= Assignment =
Every line of the records below that holds the word "FreezerTable" belongs in the answer.

= Source information =
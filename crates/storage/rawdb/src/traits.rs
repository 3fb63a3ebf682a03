//! Interfaces of the two backing stores.
//!
//! The live tier is a plain ordered key/value store. The ancient tier is a set
//! of parallel, append-only [`FreezerTable`]s indexed by block number. Both take
//! `&self` everywhere: backends are shared between the importer, the freezer and
//! any number of readers, and serialize concurrent access internally.

use crate::{DatabaseError, schema::FreezerTable};

/// Iterator over `(key, value)` pairs in ascending key order.
pub type KeyValueIter<'a> = Box<dyn Iterator<Item = (Vec<u8>, Vec<u8>)> + 'a>;

/// Read access to the live key/value store.
pub trait KeyValueReader {
    /// Retrieves the value stored under `key`.
    fn get(&self, key: &[u8]) -> Result<Option<Vec<u8>>, DatabaseError>;

    /// Returns whether a value is stored under `key`.
    fn has(&self, key: &[u8]) -> Result<bool, DatabaseError> {
        Ok(self.get(key)?.is_some())
    }
}

/// Write access to the live key/value store.
pub trait KeyValueWriter {
    /// Stores `value` under `key`, replacing any previous value.
    fn put(&self, key: &[u8], value: &[u8]) -> Result<(), DatabaseError>;

    /// Removes `key`. Deleting an absent key is not an error.
    fn delete(&self, key: &[u8]) -> Result<(), DatabaseError>;
}

/// Ordered iteration over the live key/value store.
pub trait KeyValueIterator {
    /// Iterates over every key starting with `prefix` that is greater than or
    /// equal to `prefix ++ start`, in ascending byte order.
    ///
    /// The iterator is lazy and need not be a snapshot: callers stopping early
    /// only pay for the entries they consumed.
    fn iter(&self, prefix: &[u8], start: &[u8]) -> Result<KeyValueIter<'_>, DatabaseError>;
}

/// Read access to the ancient store.
pub trait AncientReader {
    /// Retrieves item `number` of `table`, or `None` if it has not been frozen.
    fn ancient(&self, table: FreezerTable, number: u64) -> Result<Option<Vec<u8>>, DatabaseError>;

    /// Returns whether item `number` of `table` has been frozen.
    fn has_ancient(&self, table: FreezerTable, number: u64) -> Result<bool, DatabaseError> {
        Ok(number < self.ancients()? && self.ancient(table, number)?.is_some())
    }

    /// Returns the number of items frozen, i.e. the next block number to append.
    fn ancients(&self) -> Result<u64, DatabaseError>;
}

/// A pending batch of appends to the ancient store.
pub trait AncientWriteOp {
    /// Appends an already encoded item to `table`.
    ///
    /// `number` must equal the number of items in the table, including items
    /// appended earlier in the same batch.
    fn append_raw(
        &mut self,
        table: FreezerTable,
        number: u64,
        item: &[u8],
    ) -> Result<(), DatabaseError>;
}

/// Write access to the ancient store.
pub trait AncientWriter {
    /// Runs `f` against a new batch and commits the batch if `f` succeeds.
    ///
    /// A batch is all-or-nothing: if `f` or the commit fails, no table changes.
    /// Returns the number of bytes appended.
    ///
    /// Backends may hold an exclusive lock for the duration of `f`, so `f` must
    /// not call back into the same store, not even to read. Read what the batch
    /// needs before calling this.
    fn modify_ancients<F>(&self, f: F) -> Result<u64, DatabaseError>
    where
        F: FnOnce(&mut dyn AncientWriteOp) -> Result<(), DatabaseError>;
}

/// A store that can serve every chain read: the live tier with iteration plus
/// the ancient tier.
pub trait ChainStoreReader: KeyValueReader + KeyValueIterator + AncientReader {}

impl<T> ChainStoreReader for T where T: KeyValueReader + KeyValueIterator + AncientReader + ?Sized {}

impl<T: KeyValueReader + ?Sized> KeyValueReader for &T {
    fn get(&self, key: &[u8]) -> Result<Option<Vec<u8>>, DatabaseError> {
        (**self).get(key)
    }

    fn has(&self, key: &[u8]) -> Result<bool, DatabaseError> {
        (**self).has(key)
    }
}

impl<T: KeyValueWriter + ?Sized> KeyValueWriter for &T {
    fn put(&self, key: &[u8], value: &[u8]) -> Result<(), DatabaseError> {
        (**self).put(key, value)
    }

    fn delete(&self, key: &[u8]) -> Result<(), DatabaseError> {
        (**self).delete(key)
    }
}

impl<T: KeyValueIterator + ?Sized> KeyValueIterator for &T {
    fn iter(&self, prefix: &[u8], start: &[u8]) -> Result<KeyValueIter<'_>, DatabaseError> {
        (**self).iter(prefix, start)
    }
}

impl<T: AncientReader + ?Sized> AncientReader for &T {
    fn ancient(&self, table: FreezerTable, number: u64) -> Result<Option<Vec<u8>>, DatabaseError> {
        (**self).ancient(table, number)
    }

    fn has_ancient(&self, table: FreezerTable, number: u64) -> Result<bool, DatabaseError> {
        (**self).has_ancient(table, number)
    }

    fn ancients(&self) -> Result<u64, DatabaseError> {
        (**self).ancients()
    }
}
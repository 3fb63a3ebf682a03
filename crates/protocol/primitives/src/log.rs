//! Contract event logs.

use alloc::vec::Vec;
use alloy_primitives::{Address, B256, Bytes};
use alloy_rlp::{RlpDecodable, RlpEncodable};

/// The persisted form of a [`Log`]: only the consensus fields.
#[derive(Debug, Clone, Default, PartialEq, Eq, Hash, RlpEncodable, RlpDecodable)]
pub struct StoredLog {
    /// Emitting contract.
    pub address: Address,
    /// Indexed topics.
    pub topics: Vec<B256>,
    /// Non-indexed data.
    pub data: Bytes,
}

/// A log together with the block and transaction context it was emitted in.
///
/// Only the consensus fields are persisted. The context fields are filled in
/// when the log is read back next to its block body.
#[derive(Debug, Clone, Default, PartialEq, Eq, Hash)]
#[cfg_attr(feature = "serde", derive(serde::Serialize, serde::Deserialize))]
#[cfg_attr(feature = "serde", serde(rename_all = "camelCase"))]
pub struct Log {
    /// Emitting contract.
    pub address: Address,
    /// Indexed topics.
    pub topics: Vec<B256>,
    /// Non-indexed data.
    pub data: Bytes,
    /// Height of the including block.
    pub block_number: u64,
    /// Hash of the emitting transaction.
    pub tx_hash: B256,
    /// Index of the emitting transaction in the block.
    pub tx_index: u64,
    /// Hash of the including block.
    pub block_hash: B256,
    /// Index of the log in the block.
    pub index: u64,
    /// Set when the log was reverted by a chain reorganisation.
    pub removed: bool,
}

impl Log {
    /// Returns the persisted form of the log.
    pub fn to_stored(&self) -> StoredLog {
        StoredLog { address: self.address, topics: self.topics.clone(), data: self.data.clone() }
    }
}

impl From<StoredLog> for Log {
    fn from(stored: StoredLog) -> Self {
        Self { address: stored.address, topics: stored.topics, data: stored.data, ..Default::default() }
    }
}
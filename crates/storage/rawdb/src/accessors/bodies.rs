//! Block body storage.

use super::{CanonicalReader, decode_rlp, delete_or_fatal, put_or_fatal};
use crate::{
    ChainStoreReader, KeyValueWriter,
    schema::{self, FreezerTable},
    tiered::{has_tiered, read_live, read_tiered},
};
use alloy_primitives::B256;
use atlas_primitives::Body;
use tracing::error;

/// Reads block bodies.
pub trait BodyReader: ChainStoreReader {
    /// Returns the RLP encoded body of block `(number, hash)`.
    fn read_body_rlp(&self, hash: B256, number: u64) -> Option<Vec<u8>> {
        read_tiered(self, FreezerTable::Bodies, number, Some(hash), || {
            read_live(self, &schema::block_body_key(number, hash))
        })
    }

    /// Returns the RLP encoded body of the canonical block at `number`.
    fn read_canonical_body_rlp(&self, number: u64) -> Option<Vec<u8>> {
        read_tiered(self, FreezerTable::Bodies, number, None, || {
            let hash = self.read_canonical_hash(number)?;
            read_live(self, &schema::block_body_key(number, hash))
        })
    }

    /// Returns whether the body of block `(number, hash)` is stored.
    fn has_body(&self, hash: B256, number: u64) -> bool {
        has_tiered(self, number, hash, &schema::block_body_key(number, hash))
    }

    /// Returns the decoded body of block `(number, hash)`.
    fn read_body(&self, hash: B256, number: u64) -> Option<Body> {
        let data = self.read_body_rlp(hash, number)?;
        decode_rlp("body", &data)
            .inspect_err(|err| error!(target: "rawdb", %hash, number, %err, "Invalid block body RLP"))
            .ok()
    }
}

impl<T: ChainStoreReader + ?Sized> BodyReader for T {}

/// Writes block bodies.
pub trait BodyWriter: KeyValueWriter {
    /// Stores an already encoded body of block `(number, hash)`.
    fn write_body_rlp(&self, hash: B256, number: u64, rlp: &[u8]) {
        put_or_fatal(self, &schema::block_body_key(number, hash), rlp, "Failed to store block body");
    }

    /// Stores the body of block `(number, hash)`.
    fn write_body(&self, hash: B256, number: u64, body: &Body) {
        self.write_body_rlp(hash, number, &alloy_rlp::encode(body));
    }

    /// Removes the body of block `(number, hash)`.
    fn delete_body(&self, hash: B256, number: u64) {
        delete_or_fatal(self, &schema::block_body_key(number, hash), "Failed to delete block body");
    }
}

impl<T: KeyValueWriter + ?Sized> BodyWriter for T {}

= Response to this exercise =
//! of parallel, append-only [`FreezerTable`]s indexed by block number. Both take
use crate::{DatabaseError, schema::FreezerTable};
    fn ancient(&self, table: FreezerTable, number: u64) -> Result<Option<Vec<u8>>, DatabaseError>;
    fn has_ancient(&self, table: FreezerTable, number: u64) -> Result<bool, DatabaseError> {
        table: FreezerTable,
    fn ancient(&self, table: FreezerTable, number: u64) -> Result<Option<Vec<u8>>, DatabaseError> {
    fn has_ancient(&self, table: FreezerTable, number: u64) -> Result<bool, DatabaseError> {
    schema::{self, FreezerTable},
        read_tiered(self, FreezerTable::Bodies, number, Some(hash), || {
        read_tiered(self, FreezerTable::Bodies, number, None, || {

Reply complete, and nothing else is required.